= TASK REQUIREMENTS =
Scan the listing below and copy each line holding the word "waits".

>>>>>

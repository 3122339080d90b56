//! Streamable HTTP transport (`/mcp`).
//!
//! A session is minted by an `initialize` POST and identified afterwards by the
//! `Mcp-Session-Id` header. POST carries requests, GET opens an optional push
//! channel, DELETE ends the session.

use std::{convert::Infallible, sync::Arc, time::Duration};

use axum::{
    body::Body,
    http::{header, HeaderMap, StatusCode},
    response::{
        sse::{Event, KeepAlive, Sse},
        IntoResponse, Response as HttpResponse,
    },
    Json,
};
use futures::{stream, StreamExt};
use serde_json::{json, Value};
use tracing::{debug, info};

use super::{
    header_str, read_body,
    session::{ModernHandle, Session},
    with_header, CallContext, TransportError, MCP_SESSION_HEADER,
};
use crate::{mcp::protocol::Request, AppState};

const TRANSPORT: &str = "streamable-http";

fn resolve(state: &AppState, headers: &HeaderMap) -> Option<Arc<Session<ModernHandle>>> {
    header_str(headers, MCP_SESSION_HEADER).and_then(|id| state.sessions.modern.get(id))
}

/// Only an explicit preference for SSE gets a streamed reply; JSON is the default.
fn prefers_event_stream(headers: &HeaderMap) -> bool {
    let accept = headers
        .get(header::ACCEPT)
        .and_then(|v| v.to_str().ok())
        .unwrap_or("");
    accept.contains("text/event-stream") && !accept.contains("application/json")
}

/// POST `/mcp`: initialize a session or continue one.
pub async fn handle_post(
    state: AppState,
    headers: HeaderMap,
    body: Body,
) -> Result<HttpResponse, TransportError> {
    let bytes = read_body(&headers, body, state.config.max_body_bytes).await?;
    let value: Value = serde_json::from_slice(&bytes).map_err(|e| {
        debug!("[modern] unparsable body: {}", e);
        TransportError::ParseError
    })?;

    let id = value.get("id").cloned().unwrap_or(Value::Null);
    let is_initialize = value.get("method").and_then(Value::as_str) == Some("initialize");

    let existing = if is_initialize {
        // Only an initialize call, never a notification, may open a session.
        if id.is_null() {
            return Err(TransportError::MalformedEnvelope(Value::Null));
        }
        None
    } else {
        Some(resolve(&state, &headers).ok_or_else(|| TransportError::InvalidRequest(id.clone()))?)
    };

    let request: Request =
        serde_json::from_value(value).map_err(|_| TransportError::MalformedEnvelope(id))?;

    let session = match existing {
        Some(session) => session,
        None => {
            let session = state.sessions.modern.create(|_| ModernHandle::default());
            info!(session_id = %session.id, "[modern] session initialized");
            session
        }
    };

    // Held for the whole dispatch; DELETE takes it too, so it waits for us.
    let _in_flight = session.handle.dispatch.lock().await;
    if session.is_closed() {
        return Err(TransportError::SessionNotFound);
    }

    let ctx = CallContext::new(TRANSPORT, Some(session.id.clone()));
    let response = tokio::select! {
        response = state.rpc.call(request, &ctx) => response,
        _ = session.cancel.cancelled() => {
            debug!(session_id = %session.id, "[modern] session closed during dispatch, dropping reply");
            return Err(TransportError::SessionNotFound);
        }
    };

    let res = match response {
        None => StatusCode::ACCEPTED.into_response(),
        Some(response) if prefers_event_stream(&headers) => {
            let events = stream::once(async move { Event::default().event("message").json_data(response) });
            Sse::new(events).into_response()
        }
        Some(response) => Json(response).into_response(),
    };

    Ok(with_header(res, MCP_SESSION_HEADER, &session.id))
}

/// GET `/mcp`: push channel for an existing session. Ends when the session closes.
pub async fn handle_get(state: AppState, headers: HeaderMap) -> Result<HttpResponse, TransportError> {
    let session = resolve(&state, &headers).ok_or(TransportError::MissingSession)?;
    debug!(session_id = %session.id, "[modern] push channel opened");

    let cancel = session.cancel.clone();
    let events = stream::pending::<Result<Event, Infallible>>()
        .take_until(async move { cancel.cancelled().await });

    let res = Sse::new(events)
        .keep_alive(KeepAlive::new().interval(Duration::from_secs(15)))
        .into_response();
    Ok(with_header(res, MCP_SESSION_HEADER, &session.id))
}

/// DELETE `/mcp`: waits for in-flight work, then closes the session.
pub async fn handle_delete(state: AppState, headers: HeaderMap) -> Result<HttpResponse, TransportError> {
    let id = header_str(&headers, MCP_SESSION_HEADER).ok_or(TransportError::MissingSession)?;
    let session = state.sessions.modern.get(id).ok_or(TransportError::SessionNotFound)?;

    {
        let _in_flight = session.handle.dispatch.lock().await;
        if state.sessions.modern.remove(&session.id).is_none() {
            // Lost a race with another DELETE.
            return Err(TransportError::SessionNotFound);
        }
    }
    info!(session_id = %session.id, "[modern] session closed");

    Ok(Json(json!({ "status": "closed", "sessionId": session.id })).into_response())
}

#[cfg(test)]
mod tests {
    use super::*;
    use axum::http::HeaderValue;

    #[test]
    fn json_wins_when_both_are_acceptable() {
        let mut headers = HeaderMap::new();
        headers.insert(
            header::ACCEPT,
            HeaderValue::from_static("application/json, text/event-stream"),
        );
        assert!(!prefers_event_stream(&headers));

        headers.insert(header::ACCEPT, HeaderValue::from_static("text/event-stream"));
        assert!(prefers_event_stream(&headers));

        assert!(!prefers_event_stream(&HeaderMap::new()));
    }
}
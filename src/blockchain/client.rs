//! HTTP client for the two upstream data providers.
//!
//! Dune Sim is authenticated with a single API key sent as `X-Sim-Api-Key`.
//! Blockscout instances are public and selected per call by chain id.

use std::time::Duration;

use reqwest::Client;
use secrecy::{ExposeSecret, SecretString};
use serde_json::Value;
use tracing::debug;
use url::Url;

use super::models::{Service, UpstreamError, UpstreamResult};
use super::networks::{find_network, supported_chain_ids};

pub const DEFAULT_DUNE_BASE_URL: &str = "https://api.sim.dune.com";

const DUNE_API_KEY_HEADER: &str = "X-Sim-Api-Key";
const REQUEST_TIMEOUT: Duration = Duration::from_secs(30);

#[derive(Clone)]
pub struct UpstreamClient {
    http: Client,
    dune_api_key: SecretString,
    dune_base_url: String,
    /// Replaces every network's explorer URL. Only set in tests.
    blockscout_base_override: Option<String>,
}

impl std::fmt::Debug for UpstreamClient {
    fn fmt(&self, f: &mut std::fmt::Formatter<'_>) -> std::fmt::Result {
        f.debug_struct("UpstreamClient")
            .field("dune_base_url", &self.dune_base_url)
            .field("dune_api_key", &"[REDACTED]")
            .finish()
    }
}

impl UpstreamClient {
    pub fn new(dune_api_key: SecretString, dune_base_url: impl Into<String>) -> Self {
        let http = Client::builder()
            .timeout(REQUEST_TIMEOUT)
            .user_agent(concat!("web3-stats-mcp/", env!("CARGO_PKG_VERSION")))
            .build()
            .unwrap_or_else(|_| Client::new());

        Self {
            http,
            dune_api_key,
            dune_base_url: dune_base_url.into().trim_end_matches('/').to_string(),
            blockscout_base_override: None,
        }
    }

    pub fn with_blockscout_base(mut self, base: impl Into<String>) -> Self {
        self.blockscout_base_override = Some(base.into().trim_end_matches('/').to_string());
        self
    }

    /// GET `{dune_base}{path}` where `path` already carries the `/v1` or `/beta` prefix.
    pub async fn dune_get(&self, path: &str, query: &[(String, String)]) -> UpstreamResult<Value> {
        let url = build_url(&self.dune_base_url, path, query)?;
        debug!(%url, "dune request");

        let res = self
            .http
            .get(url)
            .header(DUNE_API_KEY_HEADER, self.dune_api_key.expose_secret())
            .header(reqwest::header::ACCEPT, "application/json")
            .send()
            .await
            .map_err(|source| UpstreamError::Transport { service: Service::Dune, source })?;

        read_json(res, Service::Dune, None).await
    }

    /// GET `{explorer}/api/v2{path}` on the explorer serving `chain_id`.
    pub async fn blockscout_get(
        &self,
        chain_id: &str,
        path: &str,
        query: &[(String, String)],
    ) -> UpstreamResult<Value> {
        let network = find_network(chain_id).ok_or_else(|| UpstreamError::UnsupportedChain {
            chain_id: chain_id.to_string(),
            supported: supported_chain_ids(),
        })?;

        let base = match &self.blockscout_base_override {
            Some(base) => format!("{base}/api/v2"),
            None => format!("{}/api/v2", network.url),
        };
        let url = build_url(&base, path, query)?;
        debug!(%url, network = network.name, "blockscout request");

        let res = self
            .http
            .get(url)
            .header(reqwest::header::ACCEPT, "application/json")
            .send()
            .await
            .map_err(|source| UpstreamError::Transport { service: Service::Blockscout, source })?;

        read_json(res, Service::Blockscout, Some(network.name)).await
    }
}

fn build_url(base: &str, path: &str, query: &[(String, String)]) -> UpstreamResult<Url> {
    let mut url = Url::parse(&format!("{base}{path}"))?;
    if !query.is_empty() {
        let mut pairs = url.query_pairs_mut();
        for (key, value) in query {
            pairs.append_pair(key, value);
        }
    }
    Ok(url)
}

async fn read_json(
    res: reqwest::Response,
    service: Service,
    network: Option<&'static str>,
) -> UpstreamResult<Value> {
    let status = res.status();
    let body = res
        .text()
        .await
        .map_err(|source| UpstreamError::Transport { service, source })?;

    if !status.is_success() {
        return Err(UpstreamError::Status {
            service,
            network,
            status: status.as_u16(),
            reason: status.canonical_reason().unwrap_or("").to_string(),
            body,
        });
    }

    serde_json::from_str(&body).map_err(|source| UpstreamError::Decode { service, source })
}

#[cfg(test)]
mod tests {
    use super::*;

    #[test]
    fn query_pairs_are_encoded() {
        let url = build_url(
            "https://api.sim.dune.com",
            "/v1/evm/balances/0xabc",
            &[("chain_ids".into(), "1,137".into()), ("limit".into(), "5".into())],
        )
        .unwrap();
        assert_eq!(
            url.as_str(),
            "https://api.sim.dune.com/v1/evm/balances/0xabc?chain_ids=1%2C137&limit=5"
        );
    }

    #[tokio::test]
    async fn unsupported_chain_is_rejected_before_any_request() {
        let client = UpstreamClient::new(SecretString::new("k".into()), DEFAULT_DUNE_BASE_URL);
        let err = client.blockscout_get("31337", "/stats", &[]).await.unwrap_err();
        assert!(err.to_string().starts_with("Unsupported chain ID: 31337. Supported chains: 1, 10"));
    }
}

<<<<<
>>>>>

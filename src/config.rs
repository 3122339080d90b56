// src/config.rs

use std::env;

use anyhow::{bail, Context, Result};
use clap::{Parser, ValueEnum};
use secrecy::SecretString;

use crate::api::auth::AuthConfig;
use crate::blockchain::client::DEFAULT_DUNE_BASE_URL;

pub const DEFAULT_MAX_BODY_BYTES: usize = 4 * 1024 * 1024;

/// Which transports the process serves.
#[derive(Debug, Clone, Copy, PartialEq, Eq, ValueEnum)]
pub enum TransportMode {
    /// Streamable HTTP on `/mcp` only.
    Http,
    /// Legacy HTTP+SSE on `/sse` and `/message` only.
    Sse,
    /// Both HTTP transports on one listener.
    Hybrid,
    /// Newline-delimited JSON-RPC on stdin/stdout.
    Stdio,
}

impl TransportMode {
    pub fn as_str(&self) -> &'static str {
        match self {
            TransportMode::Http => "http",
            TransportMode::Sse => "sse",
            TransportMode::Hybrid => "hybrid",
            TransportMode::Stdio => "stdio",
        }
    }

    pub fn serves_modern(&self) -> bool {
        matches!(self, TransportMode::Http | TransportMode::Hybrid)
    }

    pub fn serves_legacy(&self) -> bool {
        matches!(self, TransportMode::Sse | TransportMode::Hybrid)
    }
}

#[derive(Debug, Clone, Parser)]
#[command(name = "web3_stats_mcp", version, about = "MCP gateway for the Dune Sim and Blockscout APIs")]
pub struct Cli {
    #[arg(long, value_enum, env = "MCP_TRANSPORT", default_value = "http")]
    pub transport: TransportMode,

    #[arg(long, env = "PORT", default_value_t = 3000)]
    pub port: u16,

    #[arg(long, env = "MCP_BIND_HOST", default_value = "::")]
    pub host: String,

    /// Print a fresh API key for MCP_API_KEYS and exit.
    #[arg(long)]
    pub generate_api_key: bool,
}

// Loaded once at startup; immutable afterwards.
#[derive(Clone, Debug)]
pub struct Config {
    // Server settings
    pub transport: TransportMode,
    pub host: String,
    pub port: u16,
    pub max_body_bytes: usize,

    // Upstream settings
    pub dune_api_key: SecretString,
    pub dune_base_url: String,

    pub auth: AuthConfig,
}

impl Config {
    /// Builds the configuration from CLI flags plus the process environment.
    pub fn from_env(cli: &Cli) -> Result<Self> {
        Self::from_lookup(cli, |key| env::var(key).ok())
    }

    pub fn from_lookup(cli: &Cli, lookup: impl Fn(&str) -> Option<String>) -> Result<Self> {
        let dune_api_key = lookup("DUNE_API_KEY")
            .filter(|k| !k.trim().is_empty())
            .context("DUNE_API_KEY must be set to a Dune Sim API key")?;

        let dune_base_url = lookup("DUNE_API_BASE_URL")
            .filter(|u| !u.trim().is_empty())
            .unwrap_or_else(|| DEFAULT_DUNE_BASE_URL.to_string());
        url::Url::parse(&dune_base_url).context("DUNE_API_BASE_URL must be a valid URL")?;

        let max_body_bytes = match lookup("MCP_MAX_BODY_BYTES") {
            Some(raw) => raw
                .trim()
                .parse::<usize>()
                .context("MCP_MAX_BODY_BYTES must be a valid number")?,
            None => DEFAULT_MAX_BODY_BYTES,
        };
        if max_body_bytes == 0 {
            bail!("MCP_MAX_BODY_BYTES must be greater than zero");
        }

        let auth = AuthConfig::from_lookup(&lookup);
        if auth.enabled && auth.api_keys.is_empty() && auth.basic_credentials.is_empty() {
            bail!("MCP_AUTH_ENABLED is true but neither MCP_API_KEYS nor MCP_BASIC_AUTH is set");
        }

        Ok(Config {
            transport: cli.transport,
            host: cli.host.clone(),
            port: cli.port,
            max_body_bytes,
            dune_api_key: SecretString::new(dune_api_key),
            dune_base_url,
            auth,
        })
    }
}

<<<<<
>>>>>

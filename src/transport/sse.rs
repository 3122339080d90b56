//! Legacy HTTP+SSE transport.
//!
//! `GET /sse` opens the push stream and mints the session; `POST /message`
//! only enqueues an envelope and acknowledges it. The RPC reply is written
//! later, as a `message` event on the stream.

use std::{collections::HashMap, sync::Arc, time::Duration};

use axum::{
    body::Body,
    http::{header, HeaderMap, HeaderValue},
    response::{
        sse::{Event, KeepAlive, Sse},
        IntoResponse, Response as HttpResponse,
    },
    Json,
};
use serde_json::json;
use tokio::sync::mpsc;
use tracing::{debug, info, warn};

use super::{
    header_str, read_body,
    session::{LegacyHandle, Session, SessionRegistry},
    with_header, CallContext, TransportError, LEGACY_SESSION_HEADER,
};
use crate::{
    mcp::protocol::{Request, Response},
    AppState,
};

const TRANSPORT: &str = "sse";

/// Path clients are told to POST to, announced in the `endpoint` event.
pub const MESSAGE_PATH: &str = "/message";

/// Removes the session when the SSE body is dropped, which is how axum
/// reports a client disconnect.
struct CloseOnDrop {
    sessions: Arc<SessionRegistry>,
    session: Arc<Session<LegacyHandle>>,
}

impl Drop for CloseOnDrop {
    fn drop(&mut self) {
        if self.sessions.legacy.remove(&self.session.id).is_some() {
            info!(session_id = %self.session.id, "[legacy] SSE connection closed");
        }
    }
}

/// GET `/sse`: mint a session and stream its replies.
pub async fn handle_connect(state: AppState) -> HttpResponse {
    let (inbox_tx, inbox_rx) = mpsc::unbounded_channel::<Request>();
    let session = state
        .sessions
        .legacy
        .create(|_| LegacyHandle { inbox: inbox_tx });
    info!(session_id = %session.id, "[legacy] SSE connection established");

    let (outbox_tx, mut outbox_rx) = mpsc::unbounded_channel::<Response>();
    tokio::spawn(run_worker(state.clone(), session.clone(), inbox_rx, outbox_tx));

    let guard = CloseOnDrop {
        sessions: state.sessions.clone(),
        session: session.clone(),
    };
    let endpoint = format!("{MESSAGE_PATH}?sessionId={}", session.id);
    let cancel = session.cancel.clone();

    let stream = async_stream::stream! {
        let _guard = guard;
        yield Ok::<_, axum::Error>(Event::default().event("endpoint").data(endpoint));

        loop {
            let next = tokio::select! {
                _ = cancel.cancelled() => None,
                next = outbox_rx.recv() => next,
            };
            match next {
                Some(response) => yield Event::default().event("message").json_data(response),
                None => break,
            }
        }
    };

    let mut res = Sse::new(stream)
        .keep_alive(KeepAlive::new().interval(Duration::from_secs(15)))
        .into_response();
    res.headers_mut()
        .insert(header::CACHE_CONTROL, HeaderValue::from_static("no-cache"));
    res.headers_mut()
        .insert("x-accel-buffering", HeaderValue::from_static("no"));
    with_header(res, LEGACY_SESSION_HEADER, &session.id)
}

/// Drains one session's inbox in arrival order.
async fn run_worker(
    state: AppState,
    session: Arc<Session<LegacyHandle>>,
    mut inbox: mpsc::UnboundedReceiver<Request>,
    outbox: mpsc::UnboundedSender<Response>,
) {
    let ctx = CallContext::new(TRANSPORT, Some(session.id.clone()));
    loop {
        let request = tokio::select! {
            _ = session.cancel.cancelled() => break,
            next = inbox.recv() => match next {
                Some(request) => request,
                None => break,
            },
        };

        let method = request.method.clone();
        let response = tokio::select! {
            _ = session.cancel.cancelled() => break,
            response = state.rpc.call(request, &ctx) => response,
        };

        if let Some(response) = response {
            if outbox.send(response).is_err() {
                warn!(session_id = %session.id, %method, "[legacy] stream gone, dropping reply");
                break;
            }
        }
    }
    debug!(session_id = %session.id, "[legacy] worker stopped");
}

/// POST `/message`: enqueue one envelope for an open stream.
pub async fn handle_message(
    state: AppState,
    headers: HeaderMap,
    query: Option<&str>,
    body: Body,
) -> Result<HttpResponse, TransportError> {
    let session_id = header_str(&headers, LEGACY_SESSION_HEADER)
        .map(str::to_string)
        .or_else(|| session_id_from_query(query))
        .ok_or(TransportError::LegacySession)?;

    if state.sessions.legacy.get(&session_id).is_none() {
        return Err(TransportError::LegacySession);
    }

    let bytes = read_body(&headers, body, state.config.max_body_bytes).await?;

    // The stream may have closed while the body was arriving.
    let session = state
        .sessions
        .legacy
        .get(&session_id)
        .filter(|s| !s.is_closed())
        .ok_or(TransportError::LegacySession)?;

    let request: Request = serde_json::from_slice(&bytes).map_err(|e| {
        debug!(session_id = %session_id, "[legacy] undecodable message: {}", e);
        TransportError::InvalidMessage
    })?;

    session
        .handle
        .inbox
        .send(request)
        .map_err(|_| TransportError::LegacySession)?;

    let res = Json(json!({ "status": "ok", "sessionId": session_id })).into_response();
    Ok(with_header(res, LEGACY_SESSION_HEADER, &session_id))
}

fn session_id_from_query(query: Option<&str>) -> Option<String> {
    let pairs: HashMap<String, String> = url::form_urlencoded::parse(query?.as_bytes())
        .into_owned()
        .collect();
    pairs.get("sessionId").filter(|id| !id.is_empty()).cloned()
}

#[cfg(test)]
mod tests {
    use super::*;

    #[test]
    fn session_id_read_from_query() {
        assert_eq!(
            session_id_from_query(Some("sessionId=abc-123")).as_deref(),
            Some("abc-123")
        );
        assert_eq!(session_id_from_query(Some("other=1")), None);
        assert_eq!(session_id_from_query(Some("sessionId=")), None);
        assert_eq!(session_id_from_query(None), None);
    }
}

<<<<<

= EXERCISE OUTPUT =
    // Held for the whole dispatch; DELETE takes it too, so it waits for us.
/// DELETE `/mcp`: waits for in-flight work, then closes the session.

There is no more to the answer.